Integrated mental health urgent care test bed

Who is involved?

Core partners:

  • Birmingham and Solihull Mental Health NHS Foundation Trust
  • Birmingham Community Healthcare Trust
  • Midlands and Lancashire Commissioning Support Unit (CSU)
  • West Midlands Police Service
  • West Midlands Ambulance Service
  • Joint Commissioning Birmingham
  • West Midlands Academic Health Science Network
  • Telefónica Innovation Alpha

We also have numerous statutory, academic, voluntary and industry sector stakeholders who we will work with throughout the project.

Patient population size

Our test bed area is the 1.3million population of Birmingham and Solihull, where approximately 25,000 people access mental health urgent care services each year.

Description

Our Test Bed is an innovative project to achieve predictive, preventative, integrated and efficient mental health urgent care service for patients and their relatives. This will build on and improve existing services as follows:

  • Mental health urgent care coordination centre will be at the heart of the new system. The coordination centre will include mobile crisis workers and tele-triage workers providing prevention support before a crisis arises and will help patients and relatives to access information related to their care, with the support of an electronic bed management system, a visual management board displaying those currently at risk of or in crisis and a live demand and capacity system supported by Midlands and Lancashire CSU. The coordination centre will ensure that all parts of the population receive support inclusive of all cultures e.g. veterans, BME communities, transgender and LGBT.
  • Predictive technology to help us to know when people are likely to enter crisis, supported by our commercial partner Telefónica Innovation Alpha.
  • Digital tools such as online support, electronic early warning signs and crisis intervention plans and risk assessments that patients and other care professionals can use. All coproduced with patients and their support networks, supported through our internal systems development team.
  • Training unit providing staff in partner organisations, including: Birmingham Community Healthcare Trust; West Midlands Ambulance; West Midlands Police; service users and their nominated network of support, with training to help them identify early warning signs in those regularly experiencing crisis.
  • Research, evaluation and scaling- proving what works, identifying and fixing what doesn’t work with support from our CSU colleagues and, ensuring that West Midlands organisations receive support to adopt all evidence based innovations with help from the West Midlands Academic Health Science Network.

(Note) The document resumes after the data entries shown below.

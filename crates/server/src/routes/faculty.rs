use axum::{
    extract::{Query, State},
    Json,
};
use serde::Deserialize;
use tracing::info;
use utoipa::IntoParams;

use models::{faculty, student};
use service::faculty::domain::NewFaculty;

use super::{parse_param, IdQuery, ServerState};
use crate::errors::JsonApiError;
use crate::extract::ApiJson;

#[derive(Debug, Deserialize, IntoParams)]
#[into_params(parameter_in = Query)]
pub struct ColorQuery {
    pub color: Option<String>,
}

#[derive(Debug, Deserialize, IntoParams)]
#[into_params(parameter_in = Query)]
pub struct ColorOrNameQuery {
    pub color: Option<String>,
    pub name: Option<String>,
}

#[derive(Debug, Deserialize, IntoParams)]
#[into_params(parameter_in = Query)]
pub struct FacultyIdQuery {
    #[serde(rename = "facultyId")]
    pub faculty_id: Option<String>,
}

#[utoipa::path(get, path = "/faculty", tag = "faculty", params(IdQuery), responses((status = 200, description = "OK", body = crate::openapi::FacultyDoc), (status = 400, description = "Bad Request", body = crate::openapi::ErrorBody), (status = 404, description = "Not Found", body = crate::openapi::ErrorBody)))]
pub async fn get(State(state): State<ServerState>, Query(q): Query<IdQuery>) -> Result<Json<faculty::Model>, JsonApiError> {
    let id = parse_param(q.id.as_deref(), "id")?;
    Ok(Json(state.faculties.find(id).await?))
}

#[utoipa::path(post, path = "/faculty", tag = "faculty", request_body = crate::openapi::NewFacultyDoc, responses((status = 200, description = "OK", body = crate::openapi::FacultyDoc)))]
pub async fn create(State(state): State<ServerState>, ApiJson(input): ApiJson<NewFaculty>) -> Result<Json<faculty::Model>, JsonApiError> {
    let f = state.faculties.create(input).await?;
    info!(faculty_id = f.id, "created faculty");
    Ok(Json(f))
}

#[utoipa::path(put, path = "/faculty", tag = "faculty", request_body = crate::openapi::FacultyDoc, responses((status = 200, description = "OK", body = crate::openapi::FacultyDoc), (status = 404, description = "Not Found", body = crate::openapi::ErrorBody)))]
pub async fn edit(State(state): State<ServerState>, ApiJson(input): ApiJson<faculty::Model>) -> Result<Json<faculty::Model>, JsonApiError> {
    let id = input.id;
    state
        .faculties
        .edit(input)
        .await?
        .map(Json)
        .ok_or_else(|| JsonApiError::not_found(format!("faculty {id} not found")))
}

#[utoipa::path(delete, path = "/faculty", tag = "faculty", params(IdQuery), responses((status = 200, description = "`true` if the faculty existed", body = bool)))]
pub async fn delete(State(state): State<ServerState>, Query(q): Query<IdQuery>) -> Result<Json<bool>, JsonApiError> {
    let id = parse_param(q.id.as_deref(), "id")?;
    Ok(Json(state.faculties.delete(id).await?))
}

#[utoipa::path(get, path = "/faculty/all", tag = "faculty", responses((status = 200, description = "OK", body = [crate::openapi::FacultyDoc])))]
pub async fn all(State(state): State<ServerState>) -> Result<Json<Vec<faculty::Model>>, JsonApiError> {
    Ok(Json(state.faculties.all().await?))
}

#[utoipa::path(get, path = "/faculty/byColor", tag = "faculty", params(ColorQuery), responses((status = 200, description = "OK", body = [crate::openapi::FacultyDoc])))]
pub async fn by_color(State(state): State<ServerState>, Query(q): Query<ColorQuery>) -> Result<Json<Vec<faculty::Model>>, JsonApiError> {
    let color = q.color.ok_or_else(|| JsonApiError::bad_request("query parameter `color` is required"))?;
    Ok(Json(state.faculties.by_color(&color).await?))
}

#[utoipa::path(get, path = "/faculty/byColorOrName", tag = "faculty", params(ColorOrNameQuery), responses((status = 200, description = "OK", body = [crate::openapi::FacultyDoc])))]
pub async fn by_color_or_name(
    State(state): State<ServerState>,
    Query(q): Query<ColorOrNameQuery>,
) -> Result<Json<Vec<faculty::Model>>, JsonApiError> {
    Ok(Json(state.faculties.by_color_or_name(q.color.as_deref(), q.name.as_deref()).await?))
}

#[utoipa::path(get, path = "/faculty/students", tag = "faculty", params(FacultyIdQuery), responses((status = 200, description = "OK", body = [crate::openapi::StudentDoc]), (status = 400, description = "Bad Request", body = crate::openapi::ErrorBody), (status = 404, description = "Not Found", body = crate::openapi::ErrorBody)))]
pub async fn students(
    State(state): State<ServerState>,
    Query(q): Query<FacultyIdQuery>,
) -> Result<Json<Vec<student::Model>>, JsonApiError> {
    let id = parse_param(q.faculty_id.as_deref(), "facultyId")?;
    Ok(Json(state.faculties.students_of(id).await?))
}
use std::str::FromStr;
use std::sync::Arc;

use axum::{routing::get, Json, Router};
use tower_http::{
    cors::CorsLayer,
    trace::{DefaultMakeSpan, DefaultOnFailure, DefaultOnRequest, DefaultOnResponse, TraceLayer},
};
use serde::Deserialize;
use tracing::Level;
use utoipa::{IntoParams, OpenApi};

use common::types::Health;
use service::faculty::{repository::FacultyRepository, FacultyService};
use service::student::{repository::StudentRepository, StudentService};

use crate::errors::JsonApiError;
use crate::openapi::ApiDoc;

pub mod faculty;
pub mod student;

/// Shared handler state; the services are built once at startup.
#[derive(Clone)]
pub struct ServerState {
    pub students: Arc<StudentService<dyn StudentRepository>>,
    pub faculties: Arc<FacultyService<dyn FacultyRepository>>,
}

impl ServerState {
    pub fn new(
        students: StudentService<dyn StudentRepository>,
        faculties: FacultyService<dyn FacultyRepository>,
    ) -> Self {
        Self { students: Arc::new(students), faculties: Arc::new(faculties) }
    }
}

/// `?id=` on the single-record endpoints.
#[derive(Debug, Deserialize, IntoParams)]
#[into_params(parameter_in = Query)]
pub struct IdQuery {
    pub id: Option<String>,
}

/// Parse a required query parameter; missing, blank and malformed values are a 400.
pub(crate) fn parse_param<T: FromStr>(raw: Option<&str>, name: &str) -> Result<T, JsonApiError> {
    let raw = raw.map(str::trim).filter(|s| !s.is_empty());
    let raw = raw.ok_or_else(|| JsonApiError::bad_request(format!("query parameter `{name}` is required")))?;
    raw.parse()
        .map_err(|_| JsonApiError::bad_request(format!("query parameter `{name}` is invalid: `{raw}`")))
}

#[utoipa::path(get, path = "/health", tag = "health", responses((status = 200, description = "OK", body = crate::openapi::HealthResponse)))]
pub async fn health() -> Json<Health> {
    Json(Health { status: "ok" })
}

async fn openapi_json() -> Json<utoipa::openapi::OpenApi> {
    Json(ApiDoc::openapi())
}

/// Build the full application router: faculty and student APIs plus operational routes
pub fn build_router(state: ServerState, cors: CorsLayer) -> Router {
    let faculty_routes = Router::new()
        .route(
            "/faculty",
            get(faculty::get).post(faculty::create).put(faculty::edit).delete(faculty::delete),
        )
        .route("/faculty/all", get(faculty::all))
        .route("/faculty/byColor", get(faculty::by_color))
        .route("/faculty/byColorOrName", get(faculty::by_color_or_name))
        .route("/faculty/students", get(faculty::students));

    let student_routes = Router::new()
        .route(
            "/student",
            get(student::get).post(student::create).put(student::edit).delete(student::delete),
        )
        .route("/student/all", get(student::all))
        .route("/student/byAge", get(student::by_age))
        .route("/student/byAgeBetween", get(student::by_age_between))
        .route("/student/faculty", get(student::faculty))
        .route("/student/count", get(student::count))
        .route("/student/avgAge", get(student::avg_age))
        .route("/student/averageAge", get(student::average_age))
        .route("/student/lastFive", get(student::last_five))
        .route("/student/namesStartingWithA", get(student::names_starting_with_a))
        .route("/student/print-parallel", get(student::print_parallel))
        .route("/student/print-synchronized", get(student::print_synchronized));

    let ops: Router = Router::new()
        .route("/health", get(health))
        .route("/api-docs/openapi.json", get(openapi_json));

    Router::new()
        .merge(faculty_routes)
        .merge(student_routes)
        .with_state(state)
        .merge(ops)
        .layer(cors)
        .layer(
            TraceLayer::new_for_http()
                .make_span_with(DefaultMakeSpan::new().level(Level::INFO).include_headers(false))
                .on_request(DefaultOnRequest::new().level(Level::INFO))
                .on_response(DefaultOnResponse::new().level(Level::INFO).include_headers(false))
                .on_failure(DefaultOnFailure::new().level(Level::ERROR)),
        )
}

#[cfg(test)]
mod tests {
    use super::*;
    use axum::http::StatusCode;

    #[test]
    fn parse_param_rejects_blank_and_garbage() {
        assert_eq!(parse_param::<i64>(Some(" 42 "), "id").unwrap(), 42);
        for raw in [None, Some(""), Some("   "), Some("abc")] {
            let err = parse_param::<i64>(raw, "id").unwrap_err();
            assert_eq!(err.status, StatusCode::BAD_REQUEST);
        }
    }
}
//! PostgreSQL persistence for users, tokens, sessions and the auth audit log.
//!
//! - [`models`] -- `FromRow` row structs and their create/update DTOs.
//! - [`repositories`] -- zero-sized repos with async methods over `&PgPool`.

use sqlx::postgres::PgPoolOptions;

pub mod models;
pub mod repositories;

pub type DbPool = sqlx::PgPool;

/// Create a connection pool from a database URL.
pub async fn create_pool(database_url: &str) -> Result<DbPool, sqlx::Error> {
    PgPoolOptions::new()
        .max_connections(20)
        .connect(database_url)
        .await
}

/// Round-trip a trivial query to confirm the database is reachable.
pub async fn health_check(pool: &DbPool) -> Result<(), sqlx::Error> {
    sqlx::query("SELECT 1").execute(pool).await?;
    Ok(())
}

/// Apply the embedded migrations in `crates/db/migrations`.
pub async fn run_migrations(pool: &DbPool) -> Result<(), sqlx::migrate::MigrateError> {
    sqlx::migrate!("./migrations").run(pool).await?;
    tracing::debug!("Migrations up to date");
    Ok(())
}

With the introduction of this innovative technology our patients will have easier access to the services, more support available all the time and reduction in crisis events. There will be more help available to prevent crisis, for example having easier access to people on the telephone, online support or people who can provide face to face support when they suspect a crisis. Patients and support networks will also be able to receive training to help them to identify early warning signs and to provide feedback related to their own risk. They will also have access to self-management tools and those that experience crisis most often will be provided with a shared online early warning signs and care plan which, provided they are happy, their nominated support network and organisations involved in their care will be able to see. This will ensure that individuals are supported in the way they want to be at times of mental health crisis. Support will also be provided if needed by our partners who will be trained to recognise early signs of crisis and will be able to access greater support for those individuals.

For patients this will mean:

  • Patients who experience mental health crisis most often will have access to an electronic shared crisis intervention and early warning signs plan which, subject to their consent, their nominated network of support and all agencies involved in their care will be able to view.
  • All patients experiencing mental health crisis and their nominated network of support will have access to online support tools for self-management of mental health conditions, prevention of crisis and to provide their own risk assessment scores.
  • Patients will experience coordinated and consistent care in line with their wishes, resulting in crisis being resolved at an earlier stage.

For clinicians this will mean:

  • Live visual management board placed in the mental health coordination hub to allow clinicians to have access to live capacity and demand mapping of mental health crisis resources across Birmingham and Solihull.